Task to carry out: Give the records below again, exactly as they appear.

Records excerpted from a collection
==============================

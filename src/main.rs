//! edgelint - static analysis and type generation for edge-worker projects
//!
//! The full commands (scan, schema, bindings, generate) report findings
//! and exit 0; the gate commands (check, generate --check) exit 1 when
//! they fail, for use in CI workflows.

use anyhow::Result;
use clap::Parser;
use edgelint::cli::{bindings, check, generate, scan, schema, Cli, Commands};
use std::path::Path;
use tracing_subscriber::{fmt, prelude::*, EnvFilter};

fn main() -> Result<()> {
    // Parse CLI arguments
    let cli = Cli::parse_args();

    // Setup logging
    let filter = if cli.verbose {
        EnvFilter::new("debug")
    } else {
        EnvFilter::new("info")
    };

    tracing_subscriber::registry()
        .with(fmt::layer().with_writer(std::io::stderr))
        .with(filter)
        .init();

    // Get project root
    let root = Path::new(&cli.path);

    // Execute command
    let passed = match cli.command {
        Commands::Scan(args) => {
            scan(root, &args, cli.format)?;
            true
        }

        Commands::Check(args) => check(root, &args, cli.format)?,

        Commands::Schema(args) => {
            schema(root, &args, cli.format)?;
            true
        }

        Commands::Bindings(args) => {
            bindings(root, &args, cli.format)?;
            true
        }

        Commands::Generate(args) => generate(root, &args)?,
    };

    if !passed {
        std::process::exit(1);
    }
    Ok(())
}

==============================

Exercise solution:
filename src/main.rs
//! edgelint - static analysis and type generation for edge-worker projects
//!
//! The full commands (scan, schema, bindings, generate) report findings
//! and exit 0; the gate commands (check, generate --check) exit 1 when
//! they fail, for use in CI workflows.

use anyhow::Result;
use clap::Parser;
use edgelint::cli::{bindings, check, generate, scan, schema, Cli, Commands};
use std::path::Path;
use tracing_subscriber::{fmt, prelude::*, EnvFilter};

fn main() -> Result<()> {
    // Parse CLI arguments
    let cli = Cli::parse_args();

    // Setup logging
    let filter = if cli.verbose {
        EnvFilter::new("debug")
    } else {
        EnvFilter::new("info")
    };

    tracing_subscriber::registry()
        .with(fmt::layer().with_writer(std::io::stderr))
        .with(filter)
        .init();

    // Get project root
    let root = Path::new(&cli.path);

    // Execute command
    let passed = match cli.command {
        Commands::Scan(args) => {
            scan(root, &args, cli.format)?;
            true
        }

        Commands::Check(args) => check(root, &args, cli.format)?,

        Commands::Schema(args) => {
            schema(root, &args, cli.format)?;
            true
        }

        Commands::Bindings(args) => {
            bindings(root, &args, cli.format)?;
            true
        }

        Commands::Generate(args) => generate(root, &args)?,
    };

    if !passed {
        std::process::exit(1);
    }
    Ok(())
}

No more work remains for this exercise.